_Task to complete_
Look through the entries below. Report each line that has the word "yyyy" in it.
Start of Data for this exercise
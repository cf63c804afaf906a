//! Free-form deadline parsing.
//!
//! Full timestamps are tried first, most specific layout first, so a date-only
//! layout never swallows a string that carries a time. Layouts without a year
//! fall back to the current year, or the next one when that date has already
//! passed.

use chrono::{Datelike, Local, NaiveDate, NaiveDateTime, NaiveTime};
use regex::{Captures, Regex};
use std::sync::OnceLock;

const FORMAT_EXAMPLES: [&str; 5] = [
    "2025-12-31T23:59 (full date-time)",
    "2025-12-31 (date only, defaults to 23:59)",
    "12-31 (month-day, infers year)",
    "31 Dec (day-month, infers year)",
    "31 December (day-month with full name, infers year)",
];

const FULL_LAYOUTS: [&str; 5] = [
    r"^(\d{4})-(\d{2})-(\d{2})T(\d{2}):(\d{2}):(\d{2})$",
    r"^(\d{4})-(\d{2})-(\d{2})T(\d{2}):(\d{2})$",
    r"^(\d{4})-(\d{2})-(\d{2}) (\d{2}):(\d{2}):(\d{2})$",
    r"^(\d{4})-(\d{2})-(\d{2}) (\d{2}):(\d{2})$",
    r"^(\d{4})-(\d{2})-(\d{2})$",
];

const DATE_ONLY_LAYOUT: usize = 4;

#[derive(Clone, Copy)]
enum MonthStyle {
    Full,
    Short,
    Numeric,
}

const YEARLESS_LAYOUTS: [(&str, MonthStyle); 6] = [
    (r"^(\d{1,2}) ([A-Za-z]+)$", MonthStyle::Full),
    (r"^(\d{1,2})-([A-Za-z]+)$", MonthStyle::Full),
    (r"^(\d{1,2}) ([A-Za-z]+)$", MonthStyle::Short),
    (r"^(\d{1,2})-([A-Za-z]+)$", MonthStyle::Short),
    (r"^(\d{1,2})-(\d{1,2})$", MonthStyle::Numeric),
    (r"^(\d{1,2})/(\d{1,2})$", MonthStyle::Numeric),
];

const MONTH_NAMES: [&str; 12] = [
    "january",
    "february",
    "march",
    "april",
    "may",
    "june",
    "july",
    "august",
    "september",
    "october",
    "november",
    "december",
];

#[derive(thiserror::Error, Debug, Clone, PartialEq, Eq)]
pub enum DateTimeParseError {
    #[error(
        "Unable to parse date-time '{input}'. Supported formats include: {}",
        FORMAT_EXAMPLES.join(", ")
    )]
    Format { input: String },
    #[error("Invalid date: '{input}' does not exist in the calendar")]
    InvalidDate { input: String },
}

enum Attempt {
    NoMatch,
    Found(NaiveDateTime),
    Invalid,
}

fn compile(patterns: impl IntoIterator<Item = &'static str>) -> Vec<Regex> {
    patterns
        .into_iter()
        .map(|p| Regex::new(p).expect("date layouts are valid regexes"))
        .collect()
}

fn full_layouts() -> &'static [Regex] {
    static LAYOUTS: OnceLock<Vec<Regex>> = OnceLock::new();
    LAYOUTS.get_or_init(|| compile(FULL_LAYOUTS))
}

fn yearless_layouts() -> &'static [Regex] {
    static LAYOUTS: OnceLock<Vec<Regex>> = OnceLock::new();
    LAYOUTS.get_or_init(|| compile(YEARLESS_LAYOUTS.iter().map(|(p, _)| *p)))
}

/// End-of-day time used whenever the input carries no time.
pub fn default_time() -> NaiveTime {
    NaiveTime::from_hms_opt(23, 59, 0).unwrap_or_default()
}

/// Today at the default time.
pub fn default_date_time() -> NaiveDateTime {
    today().and_time(default_time())
}

pub fn parse(text: &str) -> Result<NaiveDateTime, DateTimeParseError> {
    parse_relative_to(text, today())
}

/// Same as [`parse`], inferring missing years relative to `today`.
pub fn parse_relative_to(text: &str, today: NaiveDate) -> Result<NaiveDateTime, DateTimeParseError> {
    let trimmed = text.trim();
    let format_error = || DateTimeParseError::Format {
        input: trimmed.to_string(),
    };
    let invalid = || DateTimeParseError::InvalidDate {
        input: trimmed.to_string(),
    };
    if trimmed.is_empty() {
        return Err(format_error());
    }

    for regex in full_layouts() {
        match match_full(regex, trimmed) {
            Attempt::Found(dt) => return Ok(dt),
            Attempt::Invalid => return Err(invalid()),
            Attempt::NoMatch => {}
        }
    }

    for (regex, (_, style)) in yearless_layouts().iter().zip(YEARLESS_LAYOUTS) {
        match match_yearless(regex, style, trimmed, today) {
            Attempt::Found(dt) => return Ok(dt),
            Attempt::Invalid => return Err(invalid()),
            Attempt::NoMatch => {}
        }
    }

    Err(format_error())
}

/// Strict `yyyy-MM-dd` calendar date, as used by the deadline filter.
pub fn parse_iso_date(text: &str) -> Result<NaiveDate, DateTimeParseError> {
    let trimmed = text.trim();
    match match_full(&full_layouts()[DATE_ONLY_LAYOUT], trimmed) {
        Attempt::Found(dt) => Ok(dt.date()),
        Attempt::Invalid => Err(DateTimeParseError::InvalidDate {
            input: trimmed.to_string(),
        }),
        Attempt::NoMatch => Err(DateTimeParseError::Format {
            input: trimmed.to_string(),
        }),
    }
}

/// `yyyy-MM-ddTHH:mm[:ss]` as written to the data file.
pub fn parse_iso_date_time(text: &str) -> Option<NaiveDateTime> {
    let trimmed = text.trim();
    full_layouts()[..2]
        .iter()
        .find_map(|regex| match match_full(regex, trimmed) {
            Attempt::Found(dt) => Some(dt),
            _ => None,
        })
}

fn today() -> NaiveDate {
    Local::now().date_naive()
}

fn number<T: std::str::FromStr>(caps: &Captures<'_>, idx: usize) -> Option<T> {
    caps.get(idx).and_then(|m| m.as_str().parse().ok())
}

fn match_full(regex: &Regex, text: &str) -> Attempt {
    let Some(caps) = regex.captures(text) else {
        return Attempt::NoMatch;
    };
    let (Some(year), Some(month), Some(day)) = (
        number::<i32>(&caps, 1),
        number::<u32>(&caps, 2),
        number::<u32>(&caps, 3),
    ) else {
        return Attempt::NoMatch;
    };
    let time = if caps.len() > 4 {
        let hour = number::<u32>(&caps, 4).unwrap_or(u32::MAX);
        let minute = number::<u32>(&caps, 5).unwrap_or(u32::MAX);
        let second = number::<u32>(&caps, 6).unwrap_or(0);
        match NaiveTime::from_hms_opt(hour, minute, second) {
            Some(time) => time,
            None => return Attempt::NoMatch,
        }
    } else {
        default_time()
    };
    if !field_in_range(month, day) {
        return Attempt::NoMatch;
    }
    match NaiveDate::from_ymd_opt(year, month, day) {
        Some(date) => Attempt::Found(date.and_time(time)),
        None => Attempt::Invalid,
    }
}

fn match_yearless(regex: &Regex, style: MonthStyle, text: &str, today: NaiveDate) -> Attempt {
    let Some(caps) = regex.captures(text) else {
        return Attempt::NoMatch;
    };
    let parts = match style {
        MonthStyle::Numeric => number::<u32>(&caps, 1).zip(number::<u32>(&caps, 2)),
        MonthStyle::Full | MonthStyle::Short => caps
            .get(2)
            .and_then(|m| month_from_name(m.as_str(), style))
            .zip(number::<u32>(&caps, 1)),
    };
    let Some((month, day)) = parts else {
        return Attempt::NoMatch;
    };
    if !field_in_range(month, day) {
        return Attempt::NoMatch;
    }

    let this_year = today.year();
    let Some(candidate) = NaiveDate::from_ymd_opt(this_year, month, day) else {
        return Attempt::Invalid;
    };
    let date = if candidate < today {
        match NaiveDate::from_ymd_opt(this_year + 1, month, day) {
            Some(date) => date,
            None => return Attempt::Invalid,
        }
    } else {
        candidate
    };
    Attempt::Found(date.and_time(default_time()))
}

fn month_from_name(name: &str, style: MonthStyle) -> Option<u32> {
    let wanted = name.to_lowercase();
    MONTH_NAMES
        .iter()
        .position(|month| match style {
            MonthStyle::Full => *month == wanted,
            MonthStyle::Short => month[..3] == wanted,
            MonthStyle::Numeric => false,
        })
        .and_then(|idx| u32::try_from(idx + 1).ok())
}

// An out-of-range field means the layout did not match; an in-range day
// missing from its month (30 Feb) is an invalid date instead.
fn field_in_range(month: u32, day: u32) -> bool {
    (1..=12).contains(&month) && (1..=31).contains(&day)
}

#[cfg(test)]
mod tests {
    use super::*;

    fn date(y: i32, m: u32, d: u32) -> NaiveDate {
        NaiveDate::from_ymd_opt(y, m, d).unwrap()
    }

    fn dt(y: i32, m: u32, d: u32, h: u32, min: u32, s: u32) -> NaiveDateTime {
        date(y, m, d).and_hms_opt(h, min, s).unwrap()
    }

    fn parse_on(text: &str, today: NaiveDate) -> Result<NaiveDateTime, DateTimeParseError> {
        parse_relative_to(text, today)
    }

    #[test]
    fn full_layouts_parse_in_precedence_order() {
        let today = date(2025, 6, 1);
        assert_eq!(parse_on("2025-12-31T23:59:59", today), Ok(dt(2025, 12, 31, 23, 59, 59)));
        assert_eq!(parse_on("2025-12-31T10:15", today), Ok(dt(2025, 12, 31, 10, 15, 0)));
        assert_eq!(parse_on("2025-12-31 08:30:05", today), Ok(dt(2025, 12, 31, 8, 30, 5)));
        assert_eq!(parse_on("2025-12-31 08:30", today), Ok(dt(2025, 12, 31, 8, 30, 0)));
        assert_eq!(parse_on("2025-12-31", today), Ok(dt(2025, 12, 31, 23, 59, 0)));
    }

    #[test]
    fn date_only_equals_explicit_end_of_day() {
        assert_eq!(parse("2025-12-31"), parse("2025-12-31T23:59"));
        assert_eq!(parse("  2025-12-31  "), Ok(dt(2025, 12, 31, 23, 59, 0)));
    }

    #[test]
    fn past_dates_keep_their_explicit_year() {
        assert_eq!(parse_on("2020-01-01", date(2026, 10, 19)), Ok(dt(2020, 1, 1, 23, 59, 0)));
    }

    #[test]
    fn yearless_layouts_infer_the_current_year() {
        let today = date(2026, 2, 15);
        let expected = Ok(dt(2026, 12, 31, 23, 59, 0));
        for text in ["31 December", "31-December", "31 Dec", "31-Dec", "12-31", "12/31", "31 dec"] {
            assert_eq!(parse_on(text, today), expected, "{text}");
        }
    }

    #[test]
    fn passed_dates_roll_to_next_year() {
        let today = date(2026, 2, 15);
        assert_eq!(parse_on("1 Jan", today), Ok(dt(2027, 1, 1, 23, 59, 0)));
        assert_eq!(parse_on("2/14", today), Ok(dt(2027, 2, 14, 23, 59, 0)));
        // today itself is not in the past
        assert_eq!(parse_on("15 Feb", today), Ok(dt(2026, 2, 15, 23, 59, 0)));
    }

    #[test]
    fn impossible_calendar_dates_are_invalid() {
        let today = date(2026, 2, 15);
        for text in ["30 Feb", "30 February", "31 Apr", "2025-02-30", "2025-04-31", "4/31"] {
            assert_eq!(
                parse_on(text, today),
                Err(DateTimeParseError::InvalidDate { input: text.to_string() }),
                "{text}"
            );
        }
    }

    #[test]
    fn leap_day_depends_on_the_inferred_year() {
        assert!(matches!(
            parse_on("29 Feb", date(2027, 1, 10)),
            Err(DateTimeParseError::InvalidDate { .. })
        ));
        assert_eq!(parse_on("29 Feb", date(2028, 1, 10)), Ok(dt(2028, 2, 29, 23, 59, 0)));
    }

    #[test]
    fn unsupported_text_is_a_format_error() {
        let today = date(2026, 2, 15);
        for text in ["", "   ", "invalid-date", "2025-13-01", "2025-1-5", "31 Foo", "32 Dec", "2025-12-31T25:00"] {
            assert!(
                matches!(parse_on(text, today), Err(DateTimeParseError::Format { .. })),
                "{text:?}"
            );
        }
    }

    #[test]
    fn format_error_lists_examples() {
        let message = parse("nonsense").unwrap_err().to_string();
        for example in FORMAT_EXAMPLES {
            assert!(message.contains(example));
        }
    }

    #[test]
    fn default_is_today_at_end_of_day() {
        let default = default_date_time();
        assert_eq!(default.date(), Local::now().date_naive());
        assert_eq!(default.time(), NaiveTime::from_hms_opt(23, 59, 0).unwrap());
    }

    #[test]
    fn iso_helpers() {
        assert_eq!(parse_iso_date("2025-12-31"), Ok(date(2025, 12, 31)));
        assert!(matches!(parse_iso_date("31 Dec"), Err(DateTimeParseError::Format { .. })));
        assert!(matches!(parse_iso_date("2025-02-30"), Err(DateTimeParseError::InvalidDate { .. })));
        assert_eq!(parse_iso_date_time("2025-12-31T23:59"), Some(dt(2025, 12, 31, 23, 59, 0)));
        assert_eq!(parse_iso_date_time("2025-12-31T23:59:30"), Some(dt(2025, 12, 31, 23, 59, 30)));
        assert_eq!(parse_iso_date_time("2025-12-31"), None);
    }
}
End of Data for this exercise
_Answer space_
/// Strict `yyyy-MM-dd` calendar date, as used by the deadline filter.
/// `yyyy-MM-ddTHH:mm[:ss]` as written to the data file.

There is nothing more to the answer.